Top of Records shown
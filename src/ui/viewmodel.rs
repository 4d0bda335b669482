//! View model types representing renderable UI state.
//!
//! View models are created by `AppState::compute_viewmodel()` and consumed by
//! the renderer. They hold display-ready strings and flags only; every decision
//! about what is visible has already been made by the store.
//!
//! # Example
//!
//! ```rust
//! use userdeck::ui::viewmodel::{FooterInfo, PaginationInfo};
//!
//! let pagination = PaginationInfo {
//!     label: "Page 1 of 2 · 7 users".to_string(),
//!     has_prev: false,
//!     has_next: true,
//! };
//! let footer = FooterInfo {
//!     keybindings: "q: quit".to_string(),
//!     address: "userdeck?sortKey=name&sortDirection=asc&page=1".to_string(),
//! };
//! assert!(pagination.has_next);
//! assert!(footer.address.ends_with("page=1"));
//! ```

/// Complete UI view model for rendering.
#[derive(Debug, Clone, PartialEq, Eq)]
pub struct UIViewModel {
    /// Title bar with result count and fetch time.
    pub header: HeaderInfo,

    /// Search input, shown while searching or whenever a query is active.
    pub search_bar: Option<SearchBarInfo>,

    /// Column headers and the rows of the current page.
    pub table: TableInfo,

    /// Replaces the table body while loading, after a failure, or when
    /// nothing matches.
    pub status: Option<StatusPanel>,

    /// Page position line under the table.
    pub pagination: PaginationInfo,

    /// Detail popup for the selected record.
    pub detail: Option<DetailInfo>,

    /// Keybinding hints and the current address.
    pub footer: FooterInfo,
}

/// Header display information.
#[derive(Debug, Clone, PartialEq, Eq)]
pub struct HeaderInfo {
    /// Title text to display in the header.
    pub title: String,

    /// Secondary line, e.g. "7 of 10 users · fetched 12:04:51".
    pub summary: String,
}

/// Search bar display information.
#[derive(Debug, Clone, PartialEq, Eq)]
pub struct SearchBarInfo {
    /// Current search query text.
    pub query: String,

    /// Whether keystrokes currently edit the query.
    pub focused: bool,
}

/// Table header cells and body rows.
#[derive(Debug, Clone, PartialEq, Eq)]
pub struct TableInfo {
    pub columns: Vec<ColumnHeader>,
    pub rows: Vec<DisplayRow>,
}

/// One column header.
#[derive(Debug, Clone, PartialEq, Eq)]
pub struct ColumnHeader {
    pub label: String,

    /// `▲` or `▼` on the active sort column.
    pub marker: Option<char>,
}

/// Display information for one record row.
#[derive(Debug, Clone, PartialEq, Eq)]
pub struct DisplayRow {
    pub id: String,
    pub name: String,
    pub email: String,

    /// Whether the row cursor is on this row.
    pub is_selected: bool,

    /// Character ranges of `name` matching the search query.
    ///
    /// Each tuple is `(start, end)` in character indices, end exclusive.
    pub name_highlights: Vec<(usize, usize)>,

    /// Character ranges of `email` matching the search query.
    pub email_highlights: Vec<(usize, usize)>,
}

/// Kind of status shown in place of the table body.
#[derive(Debug, Clone, Copy, PartialEq, Eq)]
pub enum StatusKind {
    Loading,
    Error,
    Empty,
}

/// Message shown in place of the table body.
#[derive(Debug, Clone, PartialEq, Eq)]
pub struct StatusPanel {
    pub kind: StatusKind,

    /// Primary message (e.g. "No users match \"zed\"").
    pub message: String,

    /// Secondary explanatory text (e.g. "Press r to retry").
    pub hint: String,
}

/// Pagination line information.
#[derive(Debug, Clone, PartialEq, Eq)]
pub struct PaginationInfo {
    /// "Page x of y · n users".
    pub label: String,
    pub has_prev: bool,
    pub has_next: bool,
}

/// Detail popup content.
#[derive(Debug, Clone, PartialEq, Eq)]
pub struct DetailInfo {
    pub title: String,

    /// `(label, value)` pairs in display order.
    pub lines: Vec<(String, String)>,
}

/// Footer display information.
#[derive(Debug, Clone, PartialEq, Eq)]
pub struct FooterInfo {
    /// Keybinding help text for the current mode.
    pub keybindings: String,

    /// The published address, as shown in the pane title.
    pub address: String,
}
//! OpenTelemetry-based observability with file-based trace export.
//!
//! ```text
//! tracing → tracing-opentelemetry → SDK TracerProvider → FileSpanExporter → JSON lines
//! ```
//!
//! - **File-Based Export**: `~/.local/share/zellij/userdeck/userdeck-otlp.json`
//! - **Rotation**: at 10 MB, into `.1` .. `.3`
//! - **OTLP/JSON**: one `ExportTraceServiceRequest` per line
//! - **Cross-event traces**: a directory fetch carries its trace context in
//!   the web request context, so request and response share one trace
//!
//! # Modules
//!
//! - [`init`]: Subscriber setup
//! - [`exporter`]: Span exporter and tracer provider
//! - [`span_formatter`]: OTLP/JSON encoding
//! - [`file_writer`]: Rotating line writer

pub mod exporter;
pub mod file_writer;
pub mod init;
pub mod span_formatter;

pub use init::{init_tracing, SERVICE_NAME, TRACE_FILE_NAME};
Bottom of Records shown
Please retype, exactly as written, every line from the line containing "- **Rotation**: at" through the last line of the records above, including both of those lines, and nothing else.

//! - **Rotation**: at 10 MB, into `.1` .. `.3`
//! - **OTLP/JSON**: one `ExportTraceServiceRequest` per line
//! - **Cross-event traces**: a directory fetch carries its trace context in
//!   the web request context, so request and response share one trace
//!
//! # Modules
//!
//! - [`init`]: Subscriber setup
//! - [`exporter`]: Span exporter and tracer provider
//! - [`span_formatter`]: OTLP/JSON encoding
//! - [`file_writer`]: Rotating line writer

pub mod exporter;
pub mod file_writer;
pub mod init;
pub mod span_formatter;

pub use init::{init_tracing, SERVICE_NAME, TRACE_FILE_NAME};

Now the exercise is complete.